Unread postby milkweed-militia » Sun Oct 14, 2018 4:50 am

cedarsavage wrote:It kinda doesn’t matter what someone else has as options if you don’t have time... you don’t have time with your kids, job etc it doesn’t make any difference that someone else does. My time is very limited this year so have time off planned on weekends that I think are best odds I’d love to hunt on a Tuesday night but that’s not happening this year
quote="milkweed-militia"]
DaveT1963 wrote:
milkweed-militia wrote:
DaveT1963 wrote:Can't speak for Dan but I would assume Time and Hard Work. I have 100s of trees I could hunt on any given day, and I scout out more new areas every single season. You don't do this for 40 years and not have a lot of options - unless you get trapped into that stage where you hunt the same tree over and over and over.....

3 years ago - I spent 48 of the 52 weekends in a year scouting or hunting - that was my most dedicated season, this year I spent probably 10 weekends scouting and so far 2 of 2 weekends hunting - I have yet to sit in a tree I have ever hunted before this year and only twice last year.


That is impressive stuff. What about your drive times to most properties that you hunt? Are they a pretty good drive from home or fairly close?
During the public land challenge, Dan and Joe were driving 3 hours one way every day to hunt that particular spot. I know that Dan works like everyone else, and that fact maybe peeked my curiosity more than anything. Obviously he couldn't do that same kind of hunt on a daily basis and also work. By the time that I get home from work, I can get out at my house and hunt but it would be dark if I tried anywhere else. I'm wondering about people's work schedules as well. I certainly see that putting in the time scouting gains new locations, but you can only get to so many spots from the time you leave work before dark.
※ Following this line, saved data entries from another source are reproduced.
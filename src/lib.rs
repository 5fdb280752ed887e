//! Graceful Shutdown Coordinator
//!
//! Lets unrelated subsystems (database handles, connection pools, listeners)
//! register cleanup callbacks and guarantees every callback runs exactly
//! once, either on an explicit `trigger()` or when the process receives a
//! termination signal.
//!
//! A process-wide instance listening for SIGINT and SIGTERM backs the free
//! functions in this module. Independent instances come from `Closer::new`.
//!
//! ```no_run
//! closer::init();
//! closer::register_named("db", || -> std::io::Result<()> {
//!     // flush and close
//!     Ok(())
//! });
//! closer::wait();
//! ```

pub mod cli;
pub mod closer;
pub mod config;
mod executor;
pub mod logging;
pub mod signals;

pub use closer::Closer;
pub use config::{parse_config, parse_signal, Config};
pub use logging::{log, log_with_source, set_log_file};

use libc::c_int;
use once_cell::sync::Lazy;
use signal_hook::consts::{SIGINT, SIGTERM};

/// Name of the program, used by the demo binary
pub const PROGRAM_NAME: &str = "closer-demo";

/// Current version of the crate (from Cargo.toml)
pub const PROGRAM_VERSION: &str = env!("CARGO_PKG_VERSION");

/// Signals the process-wide closer listens for
pub const DEFAULT_SIGNALS: [c_int; 2] = [SIGINT, SIGTERM];

/// Error returned by a cleanup callback
pub type CallbackError = Box<dyn std::error::Error + Send + Sync + 'static>;

/// A cleanup action: runs once, may fail
pub type Callback = Box<dyn FnOnce() -> Result<(), CallbackError> + Send + 'static>;

/// Boxes a closure into a `Callback`
///
/// Any error type convertible into `CallbackError` is accepted.
pub fn callback<F, E>(f: F) -> Callback
where
    F: FnOnce() -> Result<(), E> + Send + 'static,
    E: Into<CallbackError>,
{
    Box::new(move || f().map_err(Into::into))
}

static GLOBAL_CLOSER: Lazy<Closer> = Lazy::new(|| Closer::new(&DEFAULT_SIGNALS));

/// The process-wide closer
///
/// Built on first use, which also starts its signal listener.
pub fn global() -> &'static Closer {
    &GLOBAL_CLOSER
}

/// Builds the process-wide closer now
///
/// Call early in `main` so SIGINT/SIGTERM are handled from the start rather
/// than from the first registration.
pub fn init() {
    Lazy::force(&GLOBAL_CLOSER);
}

/// Adds a cleanup callback to the process-wide closer
pub fn register<F, E>(f: F)
where
    F: FnOnce() -> Result<(), E> + Send + 'static,
    E: Into<CallbackError>,
{
    global().register(f);
}

/// Adds a named cleanup callback to the process-wide closer
pub fn register_named<F, E>(name: impl Into<String>, f: F)
where
    F: FnOnce() -> Result<(), E> + Send + 'static,
    E: Into<CallbackError>,
{
    global().register_named(name, f);
}

/// Adds several cleanup callbacks to the process-wide closer
pub fn register_all<I>(callbacks: I)
where
    I: IntoIterator<Item = Callback>,
{
    global().register_all(callbacks);
}

/// Blocks until the process-wide shutdown has completed
pub fn wait() {
    global().wait();
}

/// Runs the process-wide shutdown sequence (idempotent)
pub fn trigger() {
    global().trigger();
}

#[cfg(test)]
mod tests {
    use super::*;
    use serial_test::serial;
    use std::sync::atomic::{AtomicUsize, Ordering};
    use std::sync::Arc;
    use std::thread;

    // The global closer can only shut down once per process, so the whole
    // lifecycle lives in a single test
    #[test]
    #[serial]
    fn test_global_closer_lifecycle() {
        init();
        let ran = Arc::new(AtomicUsize::new(0));

        let r = Arc::clone(&ran);
        register(move || -> Result<(), CallbackError> {
            r.fetch_add(1, Ordering::SeqCst);
            Ok(())
        });
        let r = Arc::clone(&ran);
        register_named("named", move || -> std::io::Result<()> {
            r.fetch_add(1, Ordering::SeqCst);
            Ok(())
        });
        let r = Arc::clone(&ran);
        register_all(vec![callback(move || -> Result<(), CallbackError> {
            r.fetch_add(1, Ordering::SeqCst);
            Ok(())
        })]);
        assert_eq!(global().pending(), 3);

        let waiter = thread::spawn(wait);
        trigger();
        waiter.join().unwrap();
        assert_eq!(ran.load(Ordering::SeqCst), 3);
        assert!(global().is_closed());

        let r = Arc::clone(&ran);
        register(move || -> Result<(), CallbackError> {
            r.fetch_add(100, Ordering::SeqCst);
            Ok(())
        });
        trigger();
        wait();
        assert_eq!(ran.load(Ordering::SeqCst), 3);
    }

    #[test]
    fn test_callback_converts_errors() {
        let f = callback(|| Err::<(), _>(std::io::Error::new(std::io::ErrorKind::Other, "closed twice")));
        let err = f().unwrap_err();
        assert_eq!(err.to_string(), "closed twice");
    }
}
I know that a lot of state's public lands set up differently than my area. I see some similar to here, but I see some that have huge chunks of unbroken land as well.

This thread is certainly not meant to be a dig on Dan or anyone else. I've learned more from reading this site for a month than I ever have from anything I've seen on the outdoor channel. I've got great respect for Dan and what he does. Maybe the title should've been, "How do you get to so many spots with limited time?"


The closest public land is 50 minutes, and most are 2 hours+


I think that is more of what I'm curious about. I get off work around 4:30 and after a 45 to 50 minute drive home, there isn't a lot of daylight left. I'm just assuming that you don't hunt properties that are 50 minutes to 2 hours away after work. I know that I've read or heard Dan talk about a big public marsh being behind his house, which obviously would help.

Do some of you guys have flexible schedules so that you can maybe skip lunch to leave early or stack up time through the rest of the year so you have a little extra time come season?
[/quote]

I agree that it doesn't matter what someone else does. I know that I can only hunt as much as I can hunt. i just enjoy reading about other people's strategies and how they use their time. I'm sure there are some that hunt almost every day and others that only hunt weekends. I like hearing about the different situations.